At last, on a fine morning in February, when the sun was shining brightly, Dr. Novarre pronounced Luc’s recovery assured, and this was confirmed some days later by his complete convalescence. Jordan, much relieved, had returned to his laboratory. Sœurette and Josine were left alone, both full of happiness, but greatly fatigued by loss of rest. Josine especially, who had refused to spare herself, had suffered much in silence. At last there came a morning, bright with the sunshine of an early spring, when her strength failed her completely, after she had brought Luc for his breakfast the first egg that the doctor had permitted; she was forced to allow Sœurette to remove her into the adjoining room. When Dr. Novarre arrived for his daily visit he found two patients instead of one, and only a short time elapsed before a faint cry was heard, the first cry of a new voice which is raised to greet the light. In Luc, whose whole being was tense with expectation, this sound aroused a sensation of exquisite joy.

“A son, a son?” he cried, with delight.

“Certainly,” answered Dr. Novarre. “It is a son; it is a little man.”

Some little time later Sœurette brought the child to his father. Her pure heart was so full of love that she herself was radiant with the happy issue of the event, and to be a sharer in Luc’s happiness occasioned her a heavenly joy.
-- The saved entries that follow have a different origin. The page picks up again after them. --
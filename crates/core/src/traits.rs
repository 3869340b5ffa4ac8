//! Core traits for storage and record abstraction
//!
//! - [`KvBackend`]: the store adapter seam; the in-memory and Redis backends
//!   both implement it, and every upper layer only sees this trait.
//! - [`ShadowRecord`]: the entity-serialization contract a type signs up to
//!   before it can be mirrored into the shadow store.

use serde::de::DeserializeOwned;
use serde::Serialize;

use crate::command::{Command, Reply};
use crate::error::VeloResult;
use crate::id::RecordId;
use crate::schema::RecordSchema;
use crate::value::FieldValue;

/// Key-value store backend
///
/// Thread safety: all methods may be called concurrently from multiple
/// threads (requires Send + Sync).
pub trait KvBackend: Send + Sync {
    /// Execute one command
    ///
    /// # Errors
    ///
    /// Returns an error if the backend fails or the command targets a key
    /// holding the wrong kind of value.
    fn execute(&self, command: Command) -> VeloResult<Reply>;

    /// Execute a batch atomically, answering one reply per command
    ///
    /// No other client observes a partially applied batch.
    ///
    /// # Errors
    ///
    /// Returns an error if any command in the batch fails. What was already
    /// applied is backend-specific; the shadow layer tolerates the resulting
    /// index staleness.
    fn execute_batch(&self, commands: Vec<Command>) -> VeloResult<Vec<Reply>>;

    /// Short backend name for diagnostics
    fn name(&self) -> &'static str;
}

/// A structured entity that can be mirrored into the shadow store
///
/// Implementors derive `Serialize`/`Deserialize` and `Default`, mark the
/// struct `#[serde(default)]` so fields missing from an older stored body
/// decode to their type's null, and expose index fields through
/// [`field_value`](ShadowRecord::field_value) rather than reflection.
pub trait ShadowRecord: Serialize + DeserializeOwned + Default + Clone + Send + Sync + 'static {
    /// Static storage description
    fn schema() -> &'static RecordSchema;

    /// Current identity, `None` until first stored
    fn id(&self) -> Option<RecordId>;

    /// Assign identity
    fn set_id(&mut self, id: RecordId);

    /// Value of a field referenced by an index definition
    ///
    /// # Errors
    ///
    /// `UnknownField` if the record has no such field.
    fn field_value(&self, field: &str) -> VeloResult<FieldValue>;

    /// Whether the record has been soft-removed
    ///
    /// Retired records keep their range-index entries under the retired
    /// keys instead of the live ones, so range lookups skip them unless
    /// asked otherwise.
    fn retired(&self) -> bool {
        false
    }
}
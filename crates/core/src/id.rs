//! Record identifiers
//!
//! Records mirrored from the relational store keep their positive primary key.
//! Records that only ever live in the shadow store get a surrogate id from a
//! per-class counter that counts downwards from -1. On the wire both are a
//! single signed integer; in memory the distinction is an explicit variant so
//! code cannot mix the two up by accident.

use serde::{Deserialize, Serialize, Serializer};
use std::fmt;

use crate::error::{VeloError, VeloResult};

/// Identity of a shadowed record
///
/// Both spaces share the signed wire form, so a payload must lie in
/// `1..=RecordId::MAX`. The checked constructors enforce that; an id built
/// directly from a variant outside the range cannot be encoded or stored.
#[derive(Debug, Clone, Copy, PartialEq, Eq, Hash, PartialOrd, Ord, Deserialize)]
#[serde(try_from = "i64")]
pub enum RecordId {
    /// Primary key assigned by the relational store (stored as +n)
    Persisted(u64),
    /// Surrogate key for a shadow-only record (stored as -n)
    Shadow(u64),
}

impl RecordId {
    /// Largest payload in either space
    pub const MAX: u64 = i64::MAX as u64;

    /// Checked relational id
    ///
    /// # Errors
    ///
    /// `InvalidInput` for 0 or anything above [`RecordId::MAX`].
    pub fn persisted(n: u64) -> VeloResult<Self> {
        RecordId::Persisted(n).validate()
    }

    /// Checked surrogate id
    ///
    /// # Errors
    ///
    /// `InvalidInput` for 0 or anything above [`RecordId::MAX`].
    pub fn shadow(n: u64) -> VeloResult<Self> {
        RecordId::Shadow(n).validate()
    }

    /// Payload without its space
    pub fn value(self) -> u64 {
        match self {
            RecordId::Persisted(n) | RecordId::Shadow(n) => n,
        }
    }

    /// Whether the payload fits the signed wire form
    pub fn is_valid(self) -> bool {
        (1..=Self::MAX).contains(&self.value())
    }

    /// The id itself, or an error if its payload is out of range
    pub fn validate(self) -> VeloResult<Self> {
        if self.is_valid() {
            Ok(self)
        } else {
            Err(VeloError::invalid_input(format!(
                "record id payload {} outside 1..={}",
                self.value(),
                Self::MAX
            )))
        }
    }

    /// Decode the signed wire form
    ///
    /// # Errors
    ///
    /// Zero is not a valid id in either space, and `i64::MIN` has no
    /// positive counterpart.
    pub fn from_raw(raw: i64) -> VeloResult<Self> {
        match raw {
            0 => Err(VeloError::invalid_input("record id 0 is not valid")),
            n if n > 0 => Ok(RecordId::Persisted(n.unsigned_abs())),
            n => RecordId::shadow(n.unsigned_abs()),
        }
    }

    /// Signed wire form (shadow ids are negative)
    ///
    /// # Errors
    ///
    /// `InvalidInput` when the payload is out of range.
    pub fn to_raw(self) -> VeloResult<i64> {
        let n = self.validate()?.value() as i64;
        Ok(match self {
            RecordId::Persisted(_) => n,
            RecordId::Shadow(_) => -n,
        })
    }

    /// True when the record exists only in the shadow store
    pub fn is_shadow(&self) -> bool {
        matches!(self, RecordId::Shadow(_))
    }

    /// Parse the decimal wire form used for index members
    pub fn parse(text: &str) -> VeloResult<Self> {
        let raw: i64 = text
            .parse()
            .map_err(|_| VeloError::invalid_input(format!("not a record id: {:?}", text)))?;
        Self::from_raw(raw)
    }
}

/// Signed decimal form; the sign comes from the variant, never from overflow
impl fmt::Display for RecordId {
    fn fmt(&self, f: &mut fmt::Formatter<'_>) -> fmt::Result {
        match self {
            RecordId::Persisted(n) => write!(f, "{}", n),
            RecordId::Shadow(n) => write!(f, "-{}", n),
        }
    }
}

impl Serialize for RecordId {
    fn serialize<S: Serializer>(&self, serializer: S) -> Result<S::Ok, S::Error> {
        let raw = self.to_raw().map_err(serde::ser::Error::custom)?;
        serializer.serialize_i64(raw)
    }
}

impl TryFrom<RecordId> for i64 {
    type Error = VeloError;

    fn try_from(id: RecordId) -> VeloResult<i64> {
        id.to_raw()
    }
}

impl TryFrom<i64> for RecordId {
    type Error = VeloError;

    fn try_from(raw: i64) -> VeloResult<Self> {
        RecordId::from_raw(raw)
    }
}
And when, after he had kissed the child, he said to her, tenderly, in his overpowering delight:

“Sœurette, my dear friend, let me embrace you, too; you have been so much to me, and I am so happy.”

She answered in the same tone of tenderness and joy:

“My dear Luc, embrace me if you wish; we are all so glad.”

The weeks that followed were filled with all the pleasures of a double convalescence. As soon as the doctor allowed Luc to get up he passed an hour each day in an arm-chair beside Josine, who was still in bed. An unusually early spring filled the room with sunshine, and there was always on the table a bunch of exquisite roses, which the doctor brought each day from his garden, as a prescription, he said, for youth, health, and beauty. It was now the child, the little Hilaire, who inspired them both with fresh strength and hope. Luc was making continual projects for the future; and while he was waiting to be able to go to work he kept repeating that he would be thereafter perfectly content, since he was certain that he should establish the city of justice and of peace, because he himself was in possession of love, a perfect wealth of love, in Josine and little Hilaire. The child is a necessity to the foundation of anything; it is the living spring of action, widening and continuing life, and forming the connection between to-day and to-morrow. It is only those who have children who can really labor for human happiness; it is they alone who will succeed in saving mankind from iniquity and wretchedness.